Culture Shock and Its Process
Social behaviour of persons interacting with each other constitutes a mutually organised, skilled performance. Interpersonal friction arises when this performance breaks down or cannot be initiated in the first place. This is more likely to happen when one is not aware of the social codes and communication cues of the host community.
For instance, the face-saving methods in various cultures are different. The Japanese have a very indirect art of expressing themselves, because they do not want to cause the other lose face. Losing face in this culture is a deep disgrace. For the Japanese, then, the direct way of Americans who speak their minds freely is insulting. For Mexicans, like the Japanese, being publicly criticised is regarded as shameful and insulting.
Two cultural dimensions that significantly affect interpersonal communication style and content are individualism-collectivism and power distance (Hofstede, 1980). Most of the Asian countries have a high power distance, whereas Western cultures tend more to have a low power distance. For the Asians, therefore, it is more difficult to criticise someone who is higher in status and rank, such as managers or older people. On the other hand, a western European student in China can be held to be rude, impolite and having no respect for the others.
The more individualistic cultures demand that each individual rely on her/his own resources and act according to her/his individual decisions. Collectivist cultures, on the other hand, encourage the individual to sacrifice her/his rights for the sake of the group. Students coming from Middle-Eastern countries tend to feel uncomfortable when they have to work in a small team, because here they have to decide and cannot hide behind the big group.

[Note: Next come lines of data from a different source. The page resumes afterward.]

//! Batch runner: applies the OCR pipeline to a file, a directory, or an
//! object-store prefix.

mod assets;

use std::path::PathBuf;

use anyhow::Context;
use clap::Parser;
use tracing::{error, info};
use tracing_subscriber::EnvFilter;

use underlay_core::storage::ObjectStore;
use underlay_core::{process, ProcessOptions, TextractProvider};

use assets::{AssetSource, AssetTarget};

#[derive(Parser, Debug)]
#[command(version, about = "Underlay - searchable text layers for scanned PDFs")]
struct Args {
    /// Directory for per-file scratch space
    #[arg(long, env = "TMP_PATH")]
    tmp_path: PathBuf,

    /// Remove each file's scratch directory after processing
    #[arg(long, env = "CLEANUP_TMP_FILES", default_value_t = false)]
    cleanup_tmp_files: bool,

    /// Global OCR confidence threshold, 0..1
    #[arg(long, env = "CONFIDENCE_THRESHOLD")]
    confidence_threshold: f32,

    /// Also clean visible text covered by images, and never draw OCR text
    /// over text that is still visible
    #[arg(long, env = "USE_AGGRESSIVE_STRATEGY", default_value_t = false)]
    use_aggressive_strategy: bool,

    /// Only process this page (1-based) and emit it together with a page
    /// showing the visible overlay
    #[arg(long, env = "INPUT_DEBUG_PAGE")]
    debug_page: Option<usize>,

    /// Credentials profile for the OCR provider
    #[arg(long, env = "TEXTRACT_AWS_PROFILE")]
    textract_aws_profile: Option<String>,

    /// Local input file or directory (mutually exclusive with the S3 input)
    #[arg(long, env = "INPUT_PATH", conflicts_with = "input_s3_bucket")]
    input_path: Option<PathBuf>,
    #[arg(long, env = "INPUT_S3_BUCKET")]
    input_s3_bucket: Option<String>,
    #[arg(long, env = "INPUT_S3_PREFIX", default_value = "")]
    input_s3_prefix: String,
    #[arg(long, env = "INPUT_AWS_PROFILE")]
    input_aws_profile: Option<String>,
    /// Skip inputs that already have an output at the target
    #[arg(long, env = "INPUT_SKIP_EXISTING", default_value_t = false)]
    input_skip_existing: bool,

    /// Local output directory (mutually exclusive with the S3 output)
    #[arg(long, env = "OUTPUT_PATH", conflicts_with = "output_s3_bucket")]
    output_path: Option<PathBuf>,
    #[arg(long, env = "OUTPUT_S3_BUCKET")]
    output_s3_bucket: Option<String>,
    #[arg(long, env = "OUTPUT_S3_PREFIX", default_value = "")]
    output_s3_prefix: String,
    #[arg(long, env = "OUTPUT_AWS_PROFILE")]
    output_aws_profile: Option<String>,
}

async fn load_source(args: &Args) -> anyhow::Result<AssetSource> {
    if let Some(input_path) = &args.input_path {
        return Ok(AssetSource::Files {
            input_path: input_path.clone(),
        });
    }
    if let Some(bucket) = &args.input_s3_bucket {
        let store = ObjectStore::connect(
            None,
            args.input_aws_profile.as_deref(),
            bucket,
            &args.input_s3_prefix,
        )
        .await;
        return Ok(AssetSource::Store { store });
    }
    anyhow::bail!("no input specified: set --input-path or --input-s3-bucket")
}

async fn load_target(args: &Args) -> anyhow::Result<AssetTarget> {
    if let Some(output_path) = &args.output_path {
        return Ok(AssetTarget::Files {
            output_path: output_path.clone(),
        });
    }
    if let Some(bucket) = &args.output_s3_bucket {
        let store = ObjectStore::connect(
            None,
            args.output_aws_profile.as_deref(),
            bucket,
            &args.output_s3_prefix,
        )
        .await;
        return Ok(AssetTarget::Store { store });
    }
    anyhow::bail!("no output specified: set --output-path or --output-s3-bucket")
}

#[tokio::main]
async fn main() -> anyhow::Result<()> {
    dotenvy::dotenv().ok();
    if let Ok(profile) = std::env::var("OCR_PROFILE") {
        dotenvy::from_filename(format!(".env.{profile}")).ok();
    }
    let args = Args::parse();

    tracing_subscriber::fmt()
        .with_env_filter(
            EnvFilter::try_from_env("LOG_LEVEL")
                .unwrap_or_else(|_| EnvFilter::new("underlay_cli=info,underlay_core=info")),
        )
        .init();

    let provider = TextractProvider::from_env(args.textract_aws_profile.as_deref()).await;
    let target = load_target(&args).await?;
    let source = load_source(&args).await?;

    let skip: Vec<String> = if args.input_skip_existing {
        let existing = target.existing_filenames().await?;
        info!("found {} existing objects at the target", existing.len());
        existing
    } else {
        Vec::new()
    };

    let options = ProcessOptions {
        confidence_threshold: args.confidence_threshold,
        use_aggressive_strategy: args.use_aggressive_strategy,
        debug_page: args.debug_page.map(|page| page.saturating_sub(1)),
    };

    for name in source.filenames().await? {
        if skip.contains(&name) {
            continue;
        }
        info!("{name}");

        // Separate scratch dir per file so a partial run leaves nothing
        // behind for the next one.
        let tmp_dir = args.tmp_path.join(&name);
        std::fs::create_dir_all(&tmp_dir)
            .with_context(|| format!("cannot create {}", tmp_dir.display()))?;
        let input_path = tmp_dir.join("input.pdf");
        let output_path = tmp_dir.join("output.pdf");

        let result = async {
            source.fetch(&name, &input_path).await?;
            let result = process(&input_path, &output_path, &tmp_dir, &provider, &options).await?;
            target
                .save(&name, &output_path, result.number_of_pages)
                .await?;
            anyhow::Ok(result)
        }
        .await;

        match result {
            Ok(result) => info!(
                "finished {name} ({} pages)",
                result
                    .number_of_pages
                    .map(|n| n.to_string())
                    .unwrap_or_else(|| "?".into())
            ),
            Err(err) => error!("failed to process {name}: {err:#}"),
        }

        if args.cleanup_tmp_files {
            if let Err(err) = std::fs::remove_dir_all(&tmp_dir) {
                error!("cannot remove {}: {err}", tmp_dir.display());
            }
        }
    }
    Ok(())
}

Punctuality and simply the concept of time is of great importance in monochronic cultures. Here, 'time is money'. But, in polychronic cultures time does not play an important role. One can come to a meeting with at least two hours delay. This way of dealing with time can cause frustrations and generate negative stereotypes in more monochronic cultures. These examples show a variety of interpretations of the same concept. These differences can cause clashes between the different styles of behaviour: that is creating culture shock.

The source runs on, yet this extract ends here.